殺されると思っていたのにあれよあれよといううちに事態は思わぬ方向に進展し、なぜか直系王族の剣術相手になっていた桂花。
柢王の愛情はいつでもストレートの剛速球ですが、「絶対なんて信じちゃダメよ」と刷り込みのように諭し続けた育て親の影響もあってなかなか信じることができません。

心から信頼できる相手が欲しかった柢王と、他人を信じることが怖くて仕方なかった桂花の距離が少しずつ縮まっていく様子がとても好きです。
この時、桂花が振り向いて応えてくれるようになるまで、柢王は全力で桂花のことを追いかけていました。もの凄い情熱です。

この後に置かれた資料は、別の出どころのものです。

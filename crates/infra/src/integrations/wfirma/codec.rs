//! Response-shape normalization for the ledger API
//!
//! The provider's "list" results are JSON objects posing as arrays:
//! entries sit under numeric-string keys (`"0"`, `"1"`, ...), each
//! wrapping the actual object under its singular name. Occasionally the
//! numeric layer is skipped, or a real array appears. Everything here
//! flattens those shapes so the client never branches on key shape.

use serde_json::Value;

/// Whether the response body reports vendor-level success
pub fn status_is_ok(body: &Value) -> bool {
    body.pointer("/status/code").and_then(Value::as_str) == Some("OK")
}

/// Vendor status message, falling back to the status code
pub fn status_message(body: &Value) -> String {
    if let Some(message) = body.pointer("/status/message").and_then(Value::as_str) {
        if !message.trim().is_empty() {
            return message.trim().to_string();
        }
    }
    body.pointer("/status/code")
        .and_then(Value::as_str)
        .unwrap_or("unknown status")
        .to_string()
}

/// Extracts the entry objects under `module`, normalized to a plain list.
///
/// Handles all observed container shapes:
/// - `{"0": {"contractor": {...}}, "1": {...}}` (numeric keys, ascending)
/// - `{"contractor": {...}}` (singular, no numeric layer)
/// - `[{"contractor": {...}}, ...]` (a genuine array)
///
/// Entries missing the singular wrapper are taken as-is.
pub fn entries(body: &Value, module: &str, object: &str) -> Vec<Value> {
    let Some(container) = body.get(module) else {
        return Vec::new();
    };

    match container {
        Value::Object(map) => {
            let mut indexed: Vec<(u64, &Value)> = map
                .iter()
                .filter_map(|(key, value)| key.parse::<u64>().ok().map(|n| (n, value)))
                .collect();
            indexed.sort_by_key(|(n, _)| *n);

            let mut out: Vec<Value> =
                indexed.into_iter().map(|(_, entry)| unwrap_entry(entry, object)).collect();

            if out.is_empty() {
                if let Some(single) = map.get(object) {
                    out.push(single.clone());
                }
            }
            out
        }
        Value::Array(items) => items.iter().map(|entry| unwrap_entry(entry, object)).collect(),
        _ => Vec::new(),
    }
}

/// Whether an upstream error message points at the missing bookkeeping
/// scheme. Matched on the vendor's Polish wording.
pub fn mentions_accounting_scheme(message: &str) -> bool {
    message.to_lowercase().contains("schemat")
}

fn unwrap_entry(entry: &Value, object: &str) -> Value {
    entry.get(object).cloned().unwrap_or_else(|| entry.clone())
}
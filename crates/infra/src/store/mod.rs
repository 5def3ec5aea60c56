//! Durable token store implementations

pub mod file;
pub mod memory;

pub use file::FileTokenStore;
pub use memory::InMemoryTokenStore;
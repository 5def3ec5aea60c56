//! Port interfaces for token persistence and the OAuth2 endpoint
//!
//! These traits define the boundaries between the token lifecycle logic
//! and infrastructure implementations.

use async_trait::async_trait;
use ledgerflow_domain::{
    CredentialProfile, RefreshLease, Result, TenantId, TokenGrant, TokenRecord,
};

/// Durable per-tenant token persistence
///
/// Single-key reads and writes only; no transactions. Implementations
/// must survive process restart (the in-memory variant exists for tests
/// and embedding).
#[async_trait]
pub trait TokenStore: Send + Sync {
    /// Load the current token record for a tenant
    async fn load_record(&self, tenant: &TenantId) -> Result<Option<TokenRecord>>;

    /// Persist a token record, replacing any previous one
    async fn save_record(&self, tenant: &TenantId, record: &TokenRecord) -> Result<()>;

    /// Load the refresh lease for a tenant, if any was ever written
    async fn load_lease(&self, tenant: &TenantId) -> Result<Option<RefreshLease>>;

    /// Record a refresh lease; last writer wins
    async fn save_lease(&self, tenant: &TenantId, lease: &RefreshLease) -> Result<()>;
}

/// The external OAuth2 token endpoint
#[async_trait]
pub trait TokenEndpoint: Send + Sync {
    /// Exchange an authorization code for a grant
    async fn exchange_code(&self, profile: &CredentialProfile, code: &str) -> Result<TokenGrant>;

    /// Redeem a refresh token for a new grant
    async fn refresh(&self, profile: &CredentialProfile, refresh_token: &str)
        -> Result<TokenGrant>;
}

/// Supplies valid access tokens to anything making authenticated calls
///
/// Implemented by the token manager; consumed by the orchestrator and
/// the ledger adapter so neither carries lifecycle logic.
#[async_trait]
pub trait AccessTokenProvider: Send + Sync {
    /// A currently-valid access token for the tenant, refreshing if
    /// needed. Fails with `AuthUnavailable` when no refresh path exists.
    async fn access_token(&self, tenant: &TenantId) -> Result<String>;
}
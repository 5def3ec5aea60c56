//! Tax-ID (NIP) cleaning, validation, and formatting
//!
//! Well-formedness (exactly ten digits) gates remote registry calls; the
//! checksum is advisory only, since ledgers legitimately hold foreign and
//! legacy identifiers that fail it.

use crate::constants::TAX_ID_LENGTH;

/// Strip everything that is not an ASCII digit.
///
/// # Examples
///
/// ```
/// use ledgerflow_domain::utils::tax_id::clean_tax_id;
///
/// assert_eq!(clean_tax_id("526-030-50-06"), "5260305006");
/// assert_eq!(clean_tax_id("PL 5260305006"), "5260305006");
/// assert_eq!(clean_tax_id(""), "");
/// ```
#[must_use]
pub fn clean_tax_id(raw: &str) -> String {
    raw.chars().filter(char::is_ascii_digit).collect()
}

/// Whether the identifier has exactly ten digits after cleaning.
///
/// # Examples
///
/// ```
/// use ledgerflow_domain::utils::tax_id::is_well_formed_tax_id;
///
/// assert!(is_well_formed_tax_id("526-030-50-06"));
/// assert!(!is_well_formed_tax_id("123456789"));
/// assert!(!is_well_formed_tax_id("12345678901"));
/// ```
#[must_use]
pub fn is_well_formed_tax_id(raw: &str) -> bool {
    clean_tax_id(raw).len() == TAX_ID_LENGTH
}

/// Verify the control digit of a well-formed identifier.
///
/// Weighted sum of the first nine digits with weights
/// `[6, 5, 7, 2, 3, 4, 5, 6, 7]`, modulo 11 (a remainder of 10 counts as
/// 0), compared against the tenth digit. Returns `false` for anything
/// not well-formed.
///
/// # Examples
///
/// ```
/// use ledgerflow_domain::utils::tax_id::checksum_valid;
///
/// assert!(checksum_valid("526-030-50-06"));
/// assert!(!checksum_valid("5260305007"));
/// assert!(!checksum_valid("123"));
/// ```
#[must_use]
pub fn checksum_valid(raw: &str) -> bool {
    const WEIGHTS: [u32; 9] = [6, 5, 7, 2, 3, 4, 5, 6, 7];

    let clean = clean_tax_id(raw);
    if clean.len() != TAX_ID_LENGTH {
        return false;
    }

    let digits: Vec<u32> = clean.chars().filter_map(|c| c.to_digit(10)).collect();
    let sum: u32 = digits.iter().zip(WEIGHTS.iter()).map(|(d, w)| d * w).sum();
    let mut checksum = sum % 11;
    if checksum == 10 {
        checksum = 0;
    }

    checksum == digits[9]
}

/// Render the identifier as `XXX-XXX-XX-XX`.
///
/// Partial inputs get as many separators as their length allows, which
/// keeps the function usable for as-you-type display.
///
/// # Examples
///
/// ```
/// use ledgerflow_domain::utils::tax_id::format_tax_id;
///
/// assert_eq!(format_tax_id("5260305006"), "526-030-50-06");
/// assert_eq!(format_tax_id("52603"), "526-03");
/// ```
#[must_use]
pub fn format_tax_id(raw: &str) -> String {
    let clean = clean_tax_id(raw);
    match clean.len() {
        0..=3 => clean,
        4..=6 => format!("{}-{}", &clean[..3], &clean[3..]),
        7..=8 => format!("{}-{}-{}", &clean[..3], &clean[3..6], &clean[6..]),
        _ => {
            format!("{}-{}-{}-{}", &clean[..3], &clean[3..6], &clean[6..8], &clean[8..10])
        }
    }
}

彼らが作り上げてきた絆の原点がここかぁ、と思うと、感慨深いものがあります。


どうでも良いけど、この1冊だけ見たら赤毛やんちゃ受のアシュレイとか、めっちゃ嫌なガキです。
なにしろ心は成長しきっていなくても、身体はほとんど一人前な彼は、桂花のことを本気で殺そうとしたんですから)
赤毛の彼の成長に関しては、まさに待て次巻! といったところ。

サザエさんループな作品も大好きですが、作中でキャラがちゃんと成長していくパターンはわくわくします。
ページをめくると、これまでとは違う顔を見せてくれるキャラがいるかも知れないと思うと、なんか楽しくなってくるので。


ああ……いつか自分の仕事にも成長の跡を見つけてみたいもんです。